• **Activity**: Only part of the listing is needed, namely the lines from its start through the line with "program is distributed", and they should be retyped exactly.

• **The data**:
_ _ _

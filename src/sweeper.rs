// SPDX-License-Identifier: AGPL-3.0-or-later
//
// Copyright (C) 2025 Daniel Negri
//
// This program is free software: you can redistribute it and/or modify
// it under the terms of the GNU Affero General Public License as published by
// the Free Software Foundation, either version 3 of the License, or
// (at your option) any later version.
//
// This program is distributed in the hope that it will be useful,
// but WITHOUT ANY WARRANTY; without even the implied warranty of
// MERCHANTABILITY or FITNESS FOR A PARTICULAR PURPOSE. See the
// GNU Affero General Public License for more details.
//
// You should have received a copy of the GNU Affero General Public License
// along with this program. If not, see <https://www.gnu.org/licenses/>.

//! Expiry sweeper.
//!
//! One dedicated thread that periodically drives abandoned reservations
//! through the expire transition and reminds about overdue rentals. Runs
//! are sequential on the one thread, so sweeps never overlap. Reservations
//! forfeit the bicycle automatically; rentals are only flagged, never
//! force-returned.

use crate::engine::Engine;
use crossbeam::channel::{self, RecvTimeoutError, Sender};
use std::sync::Arc;
use std::thread::JoinHandle;

/// Handle to the background sweep thread.
///
/// Dropping the handle (or calling [`Sweeper::stop`]) shuts the thread
/// down; `stop` additionally joins it.
#[derive(Debug)]
pub struct Sweeper {
    shutdown: Option<Sender<()>>,
    handle: Option<JoinHandle<()>>,
}

impl Sweeper {
    /// Spawns the sweep thread, waking every `sweep_interval` from the
    /// engine's config.
    pub fn spawn(engine: Arc<Engine>) -> Self {
        let interval = engine.config().sweep_interval;
        let (shutdown_tx, shutdown_rx) = channel::bounded::<()>(1);

        let handle = std::thread::spawn(move || {
            loop {
                match shutdown_rx.recv_timeout(interval) {
                    // Channel closed or an explicit stop: exit.
                    Ok(()) | Err(RecvTimeoutError::Disconnected) => break,
                    Err(RecvTimeoutError::Timeout) => {
                        let report = engine.sweep();
                        if report.expired_reservations > 0 || report.overdue_rentals > 0 {
                            tracing::info!(
                                expired = report.expired_reservations,
                                overdue = report.overdue_rentals,
                                "sweep pass"
                            );
                        } else {
                            tracing::debug!("sweep pass: nothing due");
                        }
                    }
                }
            }
        });

        Self {
            shutdown: Some(shutdown_tx),
            handle: Some(handle),
        }
    }

    /// Signals shutdown and waits for the thread to finish.
    pub fn stop(mut self) {
        if let Some(shutdown) = self.shutdown.take() {
            let _ = shutdown.send(());
        }
        if let Some(handle) = self.handle.take()
            && handle.join().is_err()
        {
            tracing::error!("sweeper thread panicked");
        }
    }
}

impl Drop for Sweeper {
    fn drop(&mut self) {
        // Closing the channel wakes the thread; no join here so drops in
        // panicking contexts stay cheap.
        self.shutdown.take();
    }
}
/// Rental lifecycle status.
#[derive(Debug, Clone, Copy, PartialEq, Eq, Serialize, Deserialize)]
#[serde(rename_all = "kebab-case")]
pub enum RentalStatus {
    Active,
    Completed,
    Cancelled,
}

impl RentalStatus {
    pub fn is_terminal(self) -> bool {
        self != Self::Active
    }
}

impl fmt::Display for RentalStatus {
    fn fmt(&self, f: &mut fmt::Formatter<'_>) -> fmt::Result {
        let label = match self {
            Self::Active => "active",
            Self::Completed => "completed",
            Self::Cancelled => "cancelled",
        };
        write!(f, "{label}")
    }
}

/// Elapsed time between `start` and `end` in decimal hours.
pub(crate) fn duration_hours(start: DateTime<Utc>, end: DateTime<Utc>) -> Decimal {
    Decimal::from((end - start).num_seconds().max(0)) / dec!(3600)
}

/// Overtime surcharge for hours beyond the threshold.
pub(crate) fn late_fee(
    hourly_rate: Decimal,
    hours: Decimal,
    threshold_hours: Decimal,
    multiplier: Decimal,
) -> Decimal {
    if hours > threshold_hours {
        hourly_rate * (hours - threshold_hours) * multiplier
    } else {
        Decimal::ZERO
    }
}

#[derive(Debug)]
struct RentalData {
    id: RentalId,
    user: UserId,
    bicycle: BicycleId,
    reservation: Option<ReservationId>,
    pickup_station: StationId,
    return_station: Option<StationId>,
    status: RentalStatus,
    start_time: DateTime<Utc>,
    end_time: Option<DateTime<Utc>>,
    /// Rate at time of rental.
    hourly_rate: Decimal,
    late_fee: Decimal,
    damage_fee: Decimal,
    total_cost: Decimal,
    pickup_notes: String,
    return_notes: String,
    distance_km: Decimal,
    /// Latch so the sweeper reminds about an overdue rental once.
    overdue_notified: bool,
}

impl RentalData {
    fn assert_invariants(&self) {
        debug_assert!(
            self.late_fee >= Decimal::ZERO && self.damage_fee >= Decimal::ZERO,
            "Invariant violated: negative fee on rental {}",
            self.id
        );
        debug_assert!(
            self.total_cost >= Decimal::ZERO,
            "Invariant violated: negative total cost on rental {}",
            self.id
        );
    }
}

/// Outcome of a completed return, consumed by the engine to drive the
/// registry updates and penalty posting.
#[derive(Debug, Clone, PartialEq, Eq)]
pub(crate) struct CompletionOutcome {
    pub user: UserId,
    pub bicycle: BicycleId,
    pub return_station: StationId,
    pub distance_km: Decimal,
    pub total_cost: Decimal,
    pub overdue: bool,
}

/// A rental row.
#[derive(Debug)]
pub struct Rental {
    inner: Mutex<RentalData>,
}

impl Rental {
    #[allow(clippy::too_many_arguments)]
    pub(crate) fn new(
        id: RentalId,
        user: UserId,
        bicycle: BicycleId,
        reservation: Option<ReservationId>,
        pickup_station: StationId,
        hourly_rate: Decimal,
        pickup_notes: String,
        start_time: DateTime<Utc>,
    ) -> Self {
        Self {
            inner: Mutex::new(RentalData {
                id,
                user,
                bicycle,
                reservation,
                pickup_station,
                return_station: None,
                status: RentalStatus::Active,
                start_time,
                end_time: None,
                hourly_rate,
                late_fee: Decimal::ZERO,
                damage_fee: Decimal::ZERO,
                total_cost: Decimal::ZERO,
                pickup_notes,
                return_notes: String::new(),
                distance_km: Decimal::ZERO,
                overdue_notified: false,
            }),
        }
    }

    pub fn status(&self) -> RentalStatus {
        self.inner.lock().status
    }

    pub fn user(&self) -> UserId {
        self.inner.lock().user
    }

    pub fn bicycle(&self) -> BicycleId {
        self.inner.lock().bicycle
    }

    pub fn hourly_rate(&self) -> Decimal {
        self.inner.lock().hourly_rate
    }

    /// Live cost estimate for an active rental: rate times elapsed hours,
    /// no late fee (that only finalizes at return). Side-effect free.
    pub fn current_cost(&self, now: DateTime<Utc>) -> Result<Decimal, RentalError> {
        let data = self.inner.lock();
        if data.status != RentalStatus::Active {
            return Err(RentalError::AlreadyTerminal);
        }
        let hours = duration_hours(data.start_time, now);
        Ok((data.hourly_rate * hours).round_dp(MONEY_PRECISION))
    }

    /// Derived flag: active beyond the overdue threshold. Never stored.
    pub fn is_overdue(&self, now: DateTime<Utc>, threshold_hours: Decimal) -> bool {
        let data = self.inner.lock();
        data.status == RentalStatus::Active
            && duration_hours(data.start_time, now) > threshold_hours
    }

    /// `Active -> Completed`: records the return, fixes `end_time`, and
    /// settles the deterministic cost formula.
    #[allow(clippy::too_many_arguments)]
    pub(crate) fn complete(
        &self,
        now: DateTime<Utc>,
        return_station: StationId,
        return_notes: &str,
        distance_km: Decimal,
        damage_fee: Decimal,
        threshold_hours: Decimal,
        late_fee_multiplier: Decimal,
    ) -> Result<CompletionOutcome, RentalError> {
        if distance_km < Decimal::ZERO || damage_fee < Decimal::ZERO {
            return Err(RentalError::InvalidAmount);
        }
        let mut data = self.inner.lock();
        if data.status != RentalStatus::Active {
            return Err(RentalError::AlreadyTerminal);
        }

        let hours = duration_hours(data.start_time, now);
        data.end_time = Some(now);
        data.return_station = Some(return_station);
        data.return_notes = return_notes.to_owned();
        data.distance_km = distance_km;
        data.damage_fee = damage_fee;
        data.late_fee = late_fee(data.hourly_rate, hours, threshold_hours, late_fee_multiplier)
            .round_dp(MONEY_PRECISION);
        data.total_cost = (data.hourly_rate * hours + data.late_fee + data.damage_fee)
            .round_dp(MONEY_PRECISION);
        data.status = RentalStatus::Completed;
        data.assert_invariants();

        Ok(CompletionOutcome {
            user: data.user,
            bicycle: data.bicycle,
            return_station,
            distance_km,
            total_cost: data.total_cost,
            overdue: hours > threshold_hours,
        })
    }

    /// `Active -> Cancelled`: fixes `end_time`, computes no cost.
    pub(crate) fn cancel(&self, now: DateTime<Utc>) -> Result<(), RentalError> {
        let mut data = self.inner.lock();
        if data.status != RentalStatus::Active {
            return Err(RentalError::AlreadyTerminal);
        }
        data.end_time = Some(now);
        data.status = RentalStatus::Cancelled;
        Ok(())
    }

    /// Returns true the first time an overdue rental is observed, so the
    /// sweeper emits a single reminder per rental.
    pub(crate) fn note_overdue(&self, now: DateTime<Utc>, threshold_hours: Decimal) -> bool {
        let mut data = self.inner.lock();
        if data.status != RentalStatus::Active
            || data.overdue_notified
            || duration_hours(data.start_time, now) <= threshold_hours
        {
            return false;
        }
        data.overdue_notified = true;
        true
    }

    pub fn snapshot(&self) -> RentalSnapshot {
        let data = self.inner.lock();
        RentalSnapshot {
            id: data.id,
            user: data.user,
            bicycle: data.bicycle,
            reservation: data.reservation,
            pickup_station: data.pickup_station,
            return_station: data.return_station,
            status: data.status,
            start_time: data.start_time,
            end_time: data.end_time,
            hourly_rate: data.hourly_rate,
            late_fee: data.late_fee,
            damage_fee: data.damage_fee,
            total_cost: data.total_cost,
            pickup_notes: data.pickup_notes.clone(),
            return_notes: data.return_notes.clone(),
            distance_km: data.distance_km,
        }
    }
}

/// Point-in-time view of a rental.
#[derive(Debug, Clone, PartialEq, Eq, Serialize, Deserialize)]
pub struct RentalSnapshot {
    pub id: RentalId,
    pub user: UserId,
    pub bicycle: BicycleId,
    pub reservation: Option<ReservationId>,
    pub pickup_station: StationId,
    pub return_station: Option<StationId>,
    pub status: RentalStatus,
    pub start_time: DateTime<Utc>,
    pub end_time: Option<DateTime<Utc>>,
    pub hourly_rate: Decimal,
    pub late_fee: Decimal,
    pub damage_fee: Decimal,
    pub total_cost: Decimal,
    pub pickup_notes: String,
    pub return_notes: String,
    pub distance_km: Decimal,
}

_ _ _

• **Solution for this problem**:
filename src/sweeper.rs
// SPDX-License-Identifier: AGPL-3.0-or-later
//
// Copyright (C) 2025 Daniel Negri
//
// This program is free software: you can redistribute it and/or modify
// it under the terms of the GNU Affero General Public License as published by
// the Free Software Foundation, either version 3 of the License, or
// (at your option) any later version.
//
// This program is distributed in the hope that it will be useful,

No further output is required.